--- Stored data ---
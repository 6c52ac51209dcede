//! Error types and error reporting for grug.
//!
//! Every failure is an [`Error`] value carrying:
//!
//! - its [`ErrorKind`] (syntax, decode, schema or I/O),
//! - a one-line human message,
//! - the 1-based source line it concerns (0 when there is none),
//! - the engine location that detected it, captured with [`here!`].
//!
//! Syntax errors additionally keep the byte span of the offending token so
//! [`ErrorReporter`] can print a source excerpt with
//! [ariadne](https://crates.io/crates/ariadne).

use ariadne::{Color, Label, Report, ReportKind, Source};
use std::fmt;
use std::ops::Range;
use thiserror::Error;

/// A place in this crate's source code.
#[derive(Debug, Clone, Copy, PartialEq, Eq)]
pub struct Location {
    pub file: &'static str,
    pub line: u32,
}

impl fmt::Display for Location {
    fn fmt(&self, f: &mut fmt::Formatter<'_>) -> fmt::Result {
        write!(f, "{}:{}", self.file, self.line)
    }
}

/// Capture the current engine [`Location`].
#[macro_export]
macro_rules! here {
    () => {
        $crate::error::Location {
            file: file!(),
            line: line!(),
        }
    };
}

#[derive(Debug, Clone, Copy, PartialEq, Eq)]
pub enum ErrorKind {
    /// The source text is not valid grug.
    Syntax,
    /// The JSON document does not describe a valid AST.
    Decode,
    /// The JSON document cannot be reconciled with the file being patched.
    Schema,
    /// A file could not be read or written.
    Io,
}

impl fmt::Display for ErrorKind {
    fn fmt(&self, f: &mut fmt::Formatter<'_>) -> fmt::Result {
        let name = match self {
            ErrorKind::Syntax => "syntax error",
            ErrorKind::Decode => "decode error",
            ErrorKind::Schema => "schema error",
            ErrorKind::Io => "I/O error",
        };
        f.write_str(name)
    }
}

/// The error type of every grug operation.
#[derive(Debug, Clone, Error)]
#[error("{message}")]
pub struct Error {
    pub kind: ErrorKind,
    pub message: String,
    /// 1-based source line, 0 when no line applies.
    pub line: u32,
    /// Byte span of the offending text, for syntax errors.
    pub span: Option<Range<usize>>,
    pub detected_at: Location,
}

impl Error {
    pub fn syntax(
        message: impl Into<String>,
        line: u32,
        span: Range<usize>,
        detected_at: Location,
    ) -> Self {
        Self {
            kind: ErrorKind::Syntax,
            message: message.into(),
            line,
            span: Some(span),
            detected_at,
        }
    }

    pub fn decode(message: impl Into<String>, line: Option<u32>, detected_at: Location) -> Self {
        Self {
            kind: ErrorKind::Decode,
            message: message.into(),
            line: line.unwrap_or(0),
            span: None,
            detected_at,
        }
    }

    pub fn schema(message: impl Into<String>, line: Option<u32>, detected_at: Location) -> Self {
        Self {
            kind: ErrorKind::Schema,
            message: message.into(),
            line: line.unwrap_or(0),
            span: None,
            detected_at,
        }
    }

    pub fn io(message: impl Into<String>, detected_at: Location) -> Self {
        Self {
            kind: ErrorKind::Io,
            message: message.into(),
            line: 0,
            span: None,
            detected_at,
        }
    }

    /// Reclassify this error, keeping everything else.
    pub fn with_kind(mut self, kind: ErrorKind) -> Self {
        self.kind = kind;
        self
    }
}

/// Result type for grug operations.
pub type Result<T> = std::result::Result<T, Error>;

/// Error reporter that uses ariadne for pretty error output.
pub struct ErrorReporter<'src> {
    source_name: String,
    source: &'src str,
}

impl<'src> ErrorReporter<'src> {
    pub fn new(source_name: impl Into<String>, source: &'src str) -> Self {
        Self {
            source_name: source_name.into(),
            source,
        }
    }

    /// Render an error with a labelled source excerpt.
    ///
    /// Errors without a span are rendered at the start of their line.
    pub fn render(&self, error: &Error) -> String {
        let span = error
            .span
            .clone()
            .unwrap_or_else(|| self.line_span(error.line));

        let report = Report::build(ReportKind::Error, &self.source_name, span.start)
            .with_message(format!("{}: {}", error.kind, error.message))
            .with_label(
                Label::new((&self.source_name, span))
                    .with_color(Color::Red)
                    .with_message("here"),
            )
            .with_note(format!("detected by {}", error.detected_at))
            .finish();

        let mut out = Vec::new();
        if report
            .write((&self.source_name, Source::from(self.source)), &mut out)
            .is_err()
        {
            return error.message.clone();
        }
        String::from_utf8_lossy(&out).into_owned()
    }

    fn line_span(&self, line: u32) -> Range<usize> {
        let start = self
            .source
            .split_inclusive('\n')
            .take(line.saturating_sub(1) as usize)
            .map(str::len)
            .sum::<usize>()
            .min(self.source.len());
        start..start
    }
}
---
◆ What is expected ◆
Search the data above for the string "JSON". Report every line where it is found.

◆ Answer box ◆
    /// The JSON document does not describe a valid AST.
    /// The JSON document cannot be reconciled with the file being patched.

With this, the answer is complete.